Cellular30.08.2007

Intrepid MTN faces tricky challenge in its backyard

Shareholders have learned to enjoy the ride, too, and it’s now rare to hear much doubt expressed when MTN picks on a war-torn country and decides it would be fun to set up a network.

As Frost & Sullivan analyst Spiwe Chireka says, its risk-taking attitude is a significant competitive advantage as its aggressive moves successfully take it into markets shunned by other operators.

“They have managed to thrive in challenging markets such as Nigeria, where other operators have failed. It is this willingness to go where no one else is willing to go that puts MTN apart from its competitors,” he says.

Sudan is MTN’s latest risky undertaking.
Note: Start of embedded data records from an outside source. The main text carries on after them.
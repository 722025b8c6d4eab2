//! Field normalization for heterogeneous dataset rows
//!
//! This module maps parsed CSV rows from the climate and disease datasets onto
//! the canonical record schema. Source column names vary between publishers
//! and releases, so every logical field is read through an alias table that
//! tries several column names case-insensitively in a fixed priority order.
//!
//! # Architecture
//!
//! - [`aliases`] - Logical field names and the alias table (built-in plus configured extras)
//! - [`field_parsers`] - Optional text/number readers with lossy-coercion logging
//! - [`climate`] - Weather-station and alternate climate schema mapping
//! - [`health`] - Disease dataset mapping
//! - [`normalizer`] - The [`FieldNormalizer`] entry point
//! - [`stats`] - Normalization statistics and result structures
//!
//! # Coercion Policy
//!
//! Normalization never fails on a malformed cell. Non-numeric values in
//! numeric fields become `None`, unparsable dates are kept as raw text and
//! flagged unparsed, and missing locations fall back to configured defaults.
//! Each input row produces exactly one record.
//!
//! # Usage
//!
//! ```rust
//! use health_climate::app::services::csv_parser::CsvParser;
//! use health_climate::app::services::field_normalizer::FieldNormalizer;
//! use health_climate::app::models::DatasetKind;
//!
//! let rows = CsvParser::default().parse("Id,Date,Disease,Cases\n1,01/05/2024,Dengue Cases,12\n");
//! let result = FieldNormalizer::default().normalize_rows(DatasetKind::Health, &rows, "disease.csv");
//!
//! assert_eq!(result.records.len(), 1);
//! assert_eq!(result.records[0].location.barangay, "Citywide");
//! ```

pub mod aliases;
pub mod climate;
pub mod field_parsers;
pub mod health;
pub mod normalizer;
pub mod stats;

#[cfg(test)]
pub mod tests;

// Re-export main types for easy access
pub use aliases::{AliasTable, LogicalField};
pub use normalizer::FieldNormalizer;
pub use stats::{NormalizeResult, NormalizeStats};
Conflict has seen several global firms withdraw, but MTN sees this vast, untapped market as a huge opportunity.

MTN’s Middle East and north African operations are its fastest- growing territories because of their almost complete lack of cellphones. The challenges include regulatory uncertainty and tough terrain where physically rolling out a network is a mission.

SA has different challenges, and MTN may attempt an entirely different but equally tricky manoeuvre. SA’s telecoms market is a mess. Half-baked state-owned entities are doing little to ease the bandwidth shortage, and Telkom still reigns supreme. Yet Telkom is in a pickle, with its 50%-owned subsidiary Vodacom proving a reluctant partner to Telkom’s aim of offering a united range of fixed, mobile and data services.

Vodacom wants Telkom to sell its stake to UK-based Vodafone, which owns the rest of its shares.

So contemplate this idea posed by an analyst: Telkom sells its Vodacom shares to Vodafone. That leaves Telkom’s fixed-line assets, which MTN then buys. That gives MTN the backbone to link its base stations and to provide fixed-line and high-speed data services to corporate clients.

Telkom would be an empty shell, holding a truckload of money to be paid out to its shareholders, including the government. As well as pocketing that cash, the government could boast that selling Telkom’s assets to the private sector proves how proactive it is in liberalising the market. Which it would be, if you ignore its meddling in Infraco, Neotel and Sentech.

Meanwhile, Telkom becomes a subsidiary of MTN, giving the sluggish parastatal a smart kick up the bum in the customer services and competition stakes.

Far-fetched? Perhaps. But as MTN has proved countless times, anything can happen in the telecoms sector.